**Task brief**
In the data, extract each line that holds the string "PartialEq".

**Saved data entries**
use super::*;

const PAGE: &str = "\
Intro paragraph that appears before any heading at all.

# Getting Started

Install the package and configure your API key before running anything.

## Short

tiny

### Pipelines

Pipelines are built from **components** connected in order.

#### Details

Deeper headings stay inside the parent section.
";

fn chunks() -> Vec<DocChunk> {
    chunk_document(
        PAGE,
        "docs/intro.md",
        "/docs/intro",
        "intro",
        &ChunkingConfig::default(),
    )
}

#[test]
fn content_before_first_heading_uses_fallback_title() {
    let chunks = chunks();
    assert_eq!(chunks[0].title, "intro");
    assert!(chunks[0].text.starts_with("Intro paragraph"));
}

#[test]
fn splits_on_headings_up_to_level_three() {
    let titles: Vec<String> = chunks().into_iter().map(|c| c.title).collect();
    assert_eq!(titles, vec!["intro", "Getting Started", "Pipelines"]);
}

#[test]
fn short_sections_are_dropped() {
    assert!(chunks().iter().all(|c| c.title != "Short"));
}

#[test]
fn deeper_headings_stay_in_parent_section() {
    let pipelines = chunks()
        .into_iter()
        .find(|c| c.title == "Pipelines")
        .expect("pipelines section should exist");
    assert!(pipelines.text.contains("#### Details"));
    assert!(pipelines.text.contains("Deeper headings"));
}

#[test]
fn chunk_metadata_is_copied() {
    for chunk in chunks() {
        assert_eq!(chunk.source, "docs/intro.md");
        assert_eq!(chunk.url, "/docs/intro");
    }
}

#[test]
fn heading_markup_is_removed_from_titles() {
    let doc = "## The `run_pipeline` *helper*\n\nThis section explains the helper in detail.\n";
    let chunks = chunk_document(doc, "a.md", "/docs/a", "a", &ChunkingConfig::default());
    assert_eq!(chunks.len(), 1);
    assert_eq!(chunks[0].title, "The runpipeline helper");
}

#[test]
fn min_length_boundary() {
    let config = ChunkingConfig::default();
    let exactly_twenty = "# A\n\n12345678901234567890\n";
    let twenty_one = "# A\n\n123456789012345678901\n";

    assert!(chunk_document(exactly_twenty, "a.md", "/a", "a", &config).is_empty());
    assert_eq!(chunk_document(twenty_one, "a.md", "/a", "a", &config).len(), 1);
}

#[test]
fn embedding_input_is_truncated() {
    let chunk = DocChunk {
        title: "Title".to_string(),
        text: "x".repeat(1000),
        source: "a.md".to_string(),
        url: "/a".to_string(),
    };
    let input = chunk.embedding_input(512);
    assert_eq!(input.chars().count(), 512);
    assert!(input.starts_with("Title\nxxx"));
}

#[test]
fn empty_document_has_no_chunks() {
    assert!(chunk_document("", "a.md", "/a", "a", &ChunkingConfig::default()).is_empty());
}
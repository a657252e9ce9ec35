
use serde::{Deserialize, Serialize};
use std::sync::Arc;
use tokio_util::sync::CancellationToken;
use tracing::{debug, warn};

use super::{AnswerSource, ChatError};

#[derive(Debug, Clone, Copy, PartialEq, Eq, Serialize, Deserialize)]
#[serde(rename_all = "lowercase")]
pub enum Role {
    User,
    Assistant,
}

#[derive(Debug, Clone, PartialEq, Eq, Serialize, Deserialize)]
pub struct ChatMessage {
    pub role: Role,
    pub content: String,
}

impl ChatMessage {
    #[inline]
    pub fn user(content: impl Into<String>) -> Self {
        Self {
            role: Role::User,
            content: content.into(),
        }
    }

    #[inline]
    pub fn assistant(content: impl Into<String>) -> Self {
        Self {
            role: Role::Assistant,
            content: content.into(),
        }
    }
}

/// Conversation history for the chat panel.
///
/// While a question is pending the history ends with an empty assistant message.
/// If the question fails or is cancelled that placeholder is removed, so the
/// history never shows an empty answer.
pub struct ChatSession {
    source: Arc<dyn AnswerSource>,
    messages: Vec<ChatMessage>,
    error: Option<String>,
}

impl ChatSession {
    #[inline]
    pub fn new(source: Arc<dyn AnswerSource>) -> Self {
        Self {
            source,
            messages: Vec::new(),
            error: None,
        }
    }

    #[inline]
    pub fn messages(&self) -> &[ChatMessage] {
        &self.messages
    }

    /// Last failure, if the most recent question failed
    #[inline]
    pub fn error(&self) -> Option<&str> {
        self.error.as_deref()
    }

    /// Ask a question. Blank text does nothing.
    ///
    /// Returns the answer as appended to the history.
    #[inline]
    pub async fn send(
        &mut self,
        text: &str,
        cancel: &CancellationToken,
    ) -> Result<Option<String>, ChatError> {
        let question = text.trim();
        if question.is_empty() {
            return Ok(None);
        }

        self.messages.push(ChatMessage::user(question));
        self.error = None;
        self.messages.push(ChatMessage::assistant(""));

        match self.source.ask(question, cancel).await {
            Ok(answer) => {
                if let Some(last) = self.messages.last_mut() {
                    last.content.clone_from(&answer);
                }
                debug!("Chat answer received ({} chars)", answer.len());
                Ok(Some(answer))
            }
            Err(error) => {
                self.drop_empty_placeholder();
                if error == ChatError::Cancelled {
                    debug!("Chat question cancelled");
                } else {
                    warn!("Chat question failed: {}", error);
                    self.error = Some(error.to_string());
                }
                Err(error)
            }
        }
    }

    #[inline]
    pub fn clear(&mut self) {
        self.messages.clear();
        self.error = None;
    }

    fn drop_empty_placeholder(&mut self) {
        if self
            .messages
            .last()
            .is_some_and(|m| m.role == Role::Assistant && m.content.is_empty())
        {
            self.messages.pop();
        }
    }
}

**Reply**
#[derive(Debug, Clone, Copy, PartialEq, Eq, Serialize, Deserialize)]
#[derive(Debug, Clone, PartialEq, Eq, Serialize, Deserialize)]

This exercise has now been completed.